After leaving the shores of the lake, we had one more place in Guatemala we wanted to see. Antigua Guatemala was the former capital of the country, but was destroyed by an earthquake in the 1700’s. They moved the capital to the present day Guatemala City, and old Antigua was effectively abandoned. Over the years though, people moved back and restored the colonial buildings to their former glory. Now the city is one cobbled street after another of colorful houses and cool shops and restaurants, and in true Guatemalan fashion, the whole scene is shadowed by a towering volcano. A bit more expensive than Panajachel, and more inviting to tourists, we found it was just the right mix of local charm and modern convenience.
With all these volcanoes around, we thought it was high time that we should get to the top of one and see what all the fuss was about. It turns out that most of them are dormant though, and we wanted to see some lava- so we signed up for a tour to Volcan Picaya. Normally we would drive ourselves, because usually most of what you are paying for in these types of tours is the transportation, but we had come to understand the Guatemalan road sign standards, which is, no road signs at all, and if we wanted to get there with any hope of summiting before dark, we were going to have to go with a guide. When we got in the tour van, it was full of backpackers- Australians, English, Germans, Israelis and Argentineans. We were the only Americans, which was actually what we found to be the norm in most places.
After a 2 hour drive up a winding mountain road, we got the trail head. We bought walking sticks from a swarm of jabbering children for 3 quetzals each (about $0.35), and started up the muddy path through the jungle. It was a cloudy overcast day, and as we walked higher a heavy fog set in. After about an hour of steep hiking, we emerged from the trees to a barren black expanse of fine soot and large lava pumice stones. It was quite an eerie feeling, being surrounded by dense fog with only a few dozen yards visibility, and utter quiet except for the crunching pumice beneath our boots- it felt like we were on the moon or something.

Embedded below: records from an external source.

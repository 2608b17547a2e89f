/**
* filename : config
* author : HAMA
* date: 2025. 5. 8.
* description:
**/

use serde::{Deserialize, Serialize};
use std::path::Path;

use crate::error::AlgoError;

/// Environment prefix, e.g. `XALGO__ENGINE__MAX_RUNNING_PER_INSTRUMENT=3`
pub const ENV_PREFIX: &str = "XALGO";

#[derive(Debug, Clone, Default, Serialize, Deserialize)]
#[serde(default)]
pub struct Config {
    pub server: ServerConfig,
    pub engine: EngineConfig,
    pub gateway: GatewayConfig,
    pub logging: LoggingConfig,
}

#[derive(Debug, Clone, Serialize, Deserialize)]
#[serde(default)]
pub struct ServerConfig {
    pub host: String,
    pub port: u16,
}

#[derive(Debug, Clone, Serialize, Deserialize)]
#[serde(default)]
pub struct EngineConfig {
    /// 종목당 동시 실행(Running) 가능한 알고리즘 수
    pub max_running_per_instrument: usize,
    /// 타이머 이벤트 주기 (밀리초)
    pub timer_interval_ms: u64,
    /// 이벤트 큐 / 브로드캐스트 버퍼 크기
    pub event_buffer: usize,
    /// 실행 중 오류 발생 시 해당 인스턴스 강제 중지 여부
    pub stop_on_error: bool,
    /// 하위 주문 최소 수량
    pub min_order_size: f64,
    /// 하위 주문 최대 수량 (None = 제한 없음)
    pub max_order_size: Option<f64>,
}

#[derive(Debug, Clone, Serialize, Deserialize)]
#[serde(default)]
pub struct GatewayConfig {
    pub name: String,
    pub dry_run: bool,
}

#[derive(Debug, Clone, Serialize, Deserialize)]
#[serde(default)]
pub struct LoggingConfig {
    pub level: String,
}

impl Config {
    /// Load configuration from `config.{toml,json,yaml}` (optional) and `XALGO__*` env vars
    pub fn load() -> Result<Self, AlgoError> {
        Self::load_from("config")
    }

    /// Load configuration from the given file stem (extension optional)
    pub fn load_from(path: impl AsRef<Path>) -> Result<Self, AlgoError> {
        let name = path.as_ref().to_string_lossy().to_string();

        let settings = ::config::Config::builder()
            .add_source(::config::File::with_name(&name).required(false))
            .add_source(
                ::config::Environment::with_prefix(ENV_PREFIX)
                    .prefix_separator("__")
                    .separator("__"),
            )
            .build()?;

        let cfg: Config = settings.try_deserialize()?;
        cfg.validate()?;
        Ok(cfg)
    }

    fn validate(&self) -> Result<(), AlgoError> {
        if self.engine.max_running_per_instrument == 0 {
            return Err(AlgoError::ConfigError(
                "engine.max_running_per_instrument must be greater than 0".to_string(),
            ));
        }
        if self.engine.timer_interval_ms == 0 {
            return Err(AlgoError::ConfigError(
                "engine.timer_interval_ms must be greater than 0".to_string(),
            ));
        }
        if let Some(max) = self.engine.max_order_size {
            if max < self.engine.min_order_size {
                return Err(AlgoError::ConfigError(format!(
                    "engine.max_order_size ({}) is below engine.min_order_size ({})",
                    max, self.engine.min_order_size
                )));
            }
        }
        Ok(())
    }
}

impl Default for ServerConfig {
    fn default() -> Self {
        ServerConfig {
            host: "127.0.0.1".to_string(),
            port: 3030,
        }
    }
}

impl Default for EngineConfig {
    fn default() -> Self {
        EngineConfig {
            max_running_per_instrument: 5,
            timer_interval_ms: 1000,
            event_buffer: 1024,
            stop_on_error: true,
            min_order_size: 0.0,
            max_order_size: None,
        }
    }
}

impl Default for GatewayConfig {
    fn default() -> Self {
        GatewayConfig {
            name: "DryRun".to_string(),
            dry_run: true,
        }
    }
}

impl Default for LoggingConfig {
    fn default() -> Self {
        LoggingConfig {
            level: "info".to_string(),
        }
    }
}
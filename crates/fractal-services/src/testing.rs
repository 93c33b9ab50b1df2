//! Test doubles: in-memory tree fixtures, a failure-injecting reader and a
//! recording segment consumer.
//!
//! Compiled for this crate's tests and, through the `test-utils` feature,
//! for the integration suite.

use std::sync::atomic::{AtomicUsize, Ordering};

use bytes::Bytes;
use dashmap::{DashMap, DashSet};

use fractal_core::{
    wire, Address, BatchSlot, ContentKind, SegmentHeader, SegmentSpec, SiteInfo,
};

use crate::demux::{ConsumerError, Segment, SegmentConsumer};
use crate::reader::{ChunkReader, MemoryReader, ReadError};

// ── Tree fixtures ─────────────────────────────────────────────────────────────

/// A tree stored in a [`MemoryReader`].
#[derive(Debug, Clone)]
pub struct TreeFixture {
    pub root: Address,
    pub depth: u32,
    /// Leaf payloads in index order.
    pub leaves: Vec<Bytes>,
}

impl TreeFixture {
    pub fn total_size(&self) -> u64 {
        self.leaves.iter().map(|leaf| leaf.len() as u64).sum()
    }

    pub fn site(&self, content_kind: ContentKind) -> SiteInfo {
        SiteInfo {
            root_address: self.root,
            depth: self.depth,
            total_size: self.total_size(),
            content_kind,
        }
    }

    /// The original content.
    pub fn content(&self) -> Bytes {
        Bytes::from(self.leaves.concat())
    }
}

/// Store a branch node listing `children` and return its address.
pub fn store_branch(reader: &MemoryReader, children: &[Address]) -> Address {
    reader.insert(wire::join_addresses(children))
}

fn split(content: &[u8], chunk_size: usize) -> Vec<Bytes> {
    if content.is_empty() {
        return vec![Bytes::new()];
    }
    content
        .chunks(chunk_size.max(1))
        .map(Bytes::copy_from_slice)
        .collect()
}

/// Split `content` into `chunk_size` leaves and stack branch nodes of at most
/// `fanout` children until one root remains.
pub fn build_tree(
    reader: &MemoryReader,
    content: &[u8],
    chunk_size: usize,
    fanout: usize,
) -> TreeFixture {
    let leaves = split(content, chunk_size);
    let mut level: Vec<Address> = leaves.iter().map(|leaf| reader.insert(leaf.clone())).collect();
    let mut depth = 0;
    while level.len() > 1 {
        level = level
            .chunks(fanout.max(2))
            .map(|children| store_branch(reader, children))
            .collect();
        depth += 1;
    }
    TreeFixture {
        root: level[0],
        depth,
        leaves,
    }
}

/// Like [`build_tree`], but picks fanouts so the tree has exactly `depth`
/// levels of branches. Panics if `depth` is 0 and there is more than one leaf.
pub fn build_tree_with_depth(
    reader: &MemoryReader,
    content: &[u8],
    chunk_size: usize,
    depth: u32,
) -> TreeFixture {
    let leaves = split(content, chunk_size);
    let mut level: Vec<Address> = leaves.iter().map(|leaf| reader.insert(leaf.clone())).collect();
    for remaining in (1..=depth).rev() {
        let mut fanout = 1usize;
        while fanout
            .checked_pow(remaining)
            .is_some_and(|reach| reach < level.len())
        {
            fanout += 1;
        }
        level = level
            .chunks(fanout)
            .map(|children| store_branch(reader, children))
            .collect();
    }
    assert_eq!(level.len(), 1, "depth {depth} cannot hold {} leaves", leaves.len());
    TreeFixture {
        root: level[0],
        depth,
        leaves,
    }
}

/// Streaming content: a segment header followed by `parts` back to back.
pub fn segmented_content(parts: &[(&str, Vec<u8>)]) -> Bytes {
    let mut offset = 0u64;
    let segments = parts
        .iter()
        .map(|(kind, data)| {
            let spec = SegmentSpec {
                kind: (*kind).to_string(),
                byte_start: offset,
                byte_end: offset + data.len() as u64,
            };
            offset = spec.byte_end;
            spec
        })
        .collect();
    let mut out = SegmentHeader { segments }
        .encode()
        .expect("header encodes");
    for (_, data) in parts {
        out.extend_from_slice(data);
    }
    Bytes::from(out)
}

// ── FlakyReader ───────────────────────────────────────────────────────────────

/// Wraps a reader and fails selected calls on demand.
pub struct FlakyReader<R> {
    inner: R,
    /// Remaining forced failures per address for single reads.
    failures: DashMap<Address, u32>,
    failing_batches: DashSet<Address>,
    corrupt: DashSet<Address>,
    single_calls: AtomicUsize,
    batch_calls: AtomicUsize,
}

impl<R: ChunkReader> FlakyReader<R> {
    pub fn new(inner: R) -> Self {
        Self {
            inner,
            failures: DashMap::new(),
            failing_batches: DashSet::new(),
            corrupt: DashSet::new(),
            single_calls: AtomicUsize::new(0),
            batch_calls: AtomicUsize::new(0),
        }
    }

    /// Fail the next `times` single reads of `address`.
    pub fn fail_reads(&self, address: Address, times: u32) {
        self.failures.insert(address, times);
    }

    /// Fail every single read of `address`.
    pub fn fail_always(&self, address: Address) {
        self.failures.insert(address, u32::MAX);
    }

    /// Fail, as a whole, every batched call that includes `address`.
    pub fn fail_batches_containing(&self, address: Address) {
        self.failing_batches.insert(address);
    }

    /// Answer batched reads of `address` with a slot that cannot be decoded.
    pub fn corrupt_slot(&self, address: Address) {
        self.corrupt.insert(address);
    }

    pub fn single_calls(&self) -> usize {
        self.single_calls.load(Ordering::Relaxed)
    }

    pub fn batch_calls(&self) -> usize {
        self.batch_calls.load(Ordering::Relaxed)
    }

    fn take_failure(&self, address: &Address) -> bool {
        let Some(mut left) = self.failures.get_mut(address) else {
            return false;
        };
        match *left {
            0 => false,
            u32::MAX => true,
            _ => {
                *left -= 1;
                true
            }
        }
    }
}

impl<R: ChunkReader> ChunkReader for FlakyReader<R> {
    async fn read(&self, address: &Address) -> Result<Bytes, ReadError> {
        self.single_calls.fetch_add(1, Ordering::Relaxed);
        if self.take_failure(address) {
            return Err(ReadError::Transient(format!("injected failure for {address}")));
        }
        self.inner.read(address).await
    }

    async fn read_batch(&self, addresses: &[Address]) -> Result<Vec<BatchSlot>, ReadError> {
        self.batch_calls.fetch_add(1, Ordering::Relaxed);
        if addresses.iter().any(|a| self.failing_batches.contains(a)) {
            return Err(ReadError::Transient("injected batch failure".into()));
        }
        let mut slots = self.inner.read_batch(addresses).await?;
        for (slot, address) in slots.iter_mut().zip(addresses) {
            if self.corrupt.contains(address) {
                *slot = BatchSlot {
                    success: true,
                    return_data: Bytes::from_static(&[0; 8]),
                };
            }
        }
        Ok(slots)
    }
}

// ── RecordingConsumer ─────────────────────────────────────────────────────────

/// Keeps every segment it accepts. Can be told to reject one index.
#[derive(Debug, Default)]
pub struct RecordingConsumer {
    pub segments: Vec<Segment>,
    pub ended: bool,
    reject_at: Option<usize>,
}

impl RecordingConsumer {
    pub fn new() -> Self {
        Self::default()
    }

    pub fn rejecting_at(index: usize) -> Self {
        Self {
            reject_at: Some(index),
            ..Self::default()
        }
    }

    /// Accepted segment payloads joined back together.
    pub fn joined(&self) -> Bytes {
        let parts: Vec<&[u8]> = self.segments.iter().map(|s| s.data.as_ref()).collect();
        Bytes::from(parts.concat())
    }
}

impl SegmentConsumer for RecordingConsumer {
    fn append(&mut self, segment: Segment) -> Result<(), ConsumerError> {
        if self.reject_at == Some(segment.index) {
            return Err(ConsumerError(format!("segment {} rejected", segment.index)));
        }
        if let Some(previous) = self.segments.last() {
            assert_eq!(previous.index + 1, segment.index, "segments out of order");
        }
        self.segments.push(segment);
        Ok(())
    }

    fn end_of_stream(&mut self) {
        assert!(!self.ended, "end of stream signalled twice");
        self.ended = true;
    }
}
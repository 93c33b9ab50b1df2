//! CLI command modules.

pub mod config;
pub mod load;
pub mod scan;

use anyhow::{Context, Result};

use fractal_core::{FractalConfig, StoreConfig};
use fractal_services::{DirReader, ManifestResolver, SiteLoader};

fn open_manifest(store: &StoreConfig) -> Result<ManifestResolver> {
    ManifestResolver::from_path(&store.manifest_path).context("cannot open site manifest")
}

fn open_loader(config: &FractalConfig) -> Result<SiteLoader<DirReader>> {
    let reader = DirReader::new(config.store.chunk_dir.clone());
    tracing::debug!(chunks = reader.count(), dir = %reader.root().display(), "chunk store opened");
    SiteLoader::new(reader, config.loader.clone()).context("invalid loader configuration")
}
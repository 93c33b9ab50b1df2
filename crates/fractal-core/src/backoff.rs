//! Backoff policy — the one retry strategy shared by node reads, batched
//! reads and single leaf reads.
//!
//! A policy is a base delay, a multiplier, a cap and an attempt budget.
//! The delay before retry `n` (0-based) is `base * multiplier^n`, capped.

use std::future::Future;
use std::time::Duration;

use serde::{Deserialize, Serialize};

#[derive(Debug, Clone, PartialEq, Serialize, Deserialize)]
#[serde(default)]
pub struct BackoffPolicy {
    /// Total attempts, including the first one. Must be at least 1.
    pub max_attempts: u32,
    pub base_delay_ms: u64,
    pub multiplier: f64,
    pub max_delay_ms: u64,
}

impl Default for BackoffPolicy {
    fn default() -> Self {
        Self::node_read()
    }
}

impl BackoffPolicy {
    /// Branch node reads during discovery: 3 attempts, 200ms doubling, 2s cap.
    pub fn node_read() -> Self {
        Self {
            max_attempts: 3,
            base_delay_ms: 200,
            multiplier: 2.0,
            max_delay_ms: 2_000,
        }
    }

    /// Aggregated batch calls: 3 attempts, 300ms doubling, 3s cap.
    pub fn batch_call() -> Self {
        Self {
            max_attempts: 3,
            base_delay_ms: 300,
            multiplier: 2.0,
            max_delay_ms: 3_000,
        }
    }

    /// Single leaf reads, both in the fallback path and in retry rounds.
    pub fn leaf_read() -> Self {
        Self::node_read()
    }

    /// No waiting at all. For tests and local stores.
    pub fn immediate(max_attempts: u32) -> Self {
        Self {
            max_attempts,
            base_delay_ms: 0,
            multiplier: 1.0,
            max_delay_ms: 0,
        }
    }

    /// Delay to wait after failed attempt `attempt` (0-based).
    pub fn delay_for(&self, attempt: u32) -> Duration {
        let exp = i32::try_from(attempt).unwrap_or(i32::MAX);
        let millis = (self.base_delay_ms as f64) * self.multiplier.powi(exp);
        let capped = millis.min(self.max_delay_ms as f64).max(0.0);
        Duration::from_millis(capped as u64)
    }

    /// Run `operation` until it succeeds or the attempt budget is spent.
    /// Returns the last error on exhaustion.
    pub async fn run<F, Fut, T, E>(&self, operation: &str, mut attempt_fn: F) -> Result<T, E>
    where
        F: FnMut() -> Fut,
        Fut: Future<Output = Result<T, E>>,
        E: std::fmt::Display,
    {
        let budget = self.max_attempts.max(1);
        let mut attempt = 0u32;
        loop {
            match attempt_fn().await {
                Ok(value) => {
                    if attempt > 0 {
                        tracing::debug!(operation, retries = attempt, "succeeded after retry");
                    }
                    return Ok(value);
                }
                Err(e) => {
                    if attempt + 1 >= budget {
                        tracing::debug!(operation, attempts = budget, error = %e, "attempts exhausted");
                        return Err(e);
                    }
                    let delay = self.delay_for(attempt);
                    tracing::debug!(
                        operation,
                        attempt = attempt + 1,
                        max_attempts = budget,
                        error = %e,
                        delay_ms = delay.as_millis() as u64,
                        "attempt failed, backing off"
                    );
                    tokio::time::sleep(delay).await;
                    attempt += 1;
                }
            }
        }
    }
}
//! fractal-services — the content loader: readers, tree discovery, batched
//! fetching, retry rounds, assembly and segment streaming.

pub mod assemble;
pub mod demux;
pub mod discover;
pub mod fetch;
pub mod loader;
pub mod progress;
pub mod reader;
pub mod resolver;
pub mod retry;
pub mod session;
pub mod store;

#[cfg(any(test, feature = "test-utils"))]
pub mod testing;

pub use assemble::{assemble, IncompleteContentError};
pub use demux::{ConsumerError, DemuxError, DemuxState, Segment, SegmentConsumer, SegmentDemuxer};
pub use discover::{discover, DiscoveryError};
pub use fetch::{BatchFetcher, FetchReport};
pub use loader::{DeliveryMode, LoadError, LoadOutcome, SiteLoader};
pub use progress::{ChannelProgress, NoopProgress, ProgressEvent, ProgressSink, TracingProgress};
pub use reader::{ChunkReader, MemoryReader, ReadError};
pub use resolver::{ManifestResolver, ResolveError, SiteResolver};
pub use retry::{RetryCoordinator, RetryOutcome};
pub use session::{LoadSession, LoadStats, StatsSnapshot};
pub use store::DirReader;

The path disappeared and we were forced to scramble over huge piles of still hot rocks, steam escaping from the cracks and crevasses- at first I thought we had been duped by the kids at the entrance, but the walking sticks definitely came in handy now: some rocks were so hot you would burn your hand if you touched them, and they seemed to crumble and shift under your weight unexpectedly, so the sticks were a good tool to have. As we climbed higher, we could hear a faint clinking sound, almost like the breaking of some fragile glass, or perhaps similar to the sound that would be made if you dumped out a box of Christmas ornaments on the ground. The fog, that was in actuality a cloud blanketing the top of the mountain, suddenly lifted, leaving us wide eyed staring at the hill above us. A fiery mound of glowing rock was slowly tumbling down the volcano towards us. I had imagined that lava would look more like a flowing river of molasses, but this was like a pile of chunky dirt being pushed by a giant bulldozer. The chunks were fiery red hot, and each about the size of a basketball. As the bulldozer of lava inched its way down the mountain, anything exposed to the air would start to cool and turn into black pumice. As chunks from the top would tumble down the face of the pile, the light pumice stones would crush against one another, causing the breaking glass sound that we couldn’t identify.
The view from the top of Volcan Picaya was a spectacular, and a fitting end to our time in Guatemala. The next day we loaded up the truck and drove south, headed to El Salvador, and the good surf that awaited us there.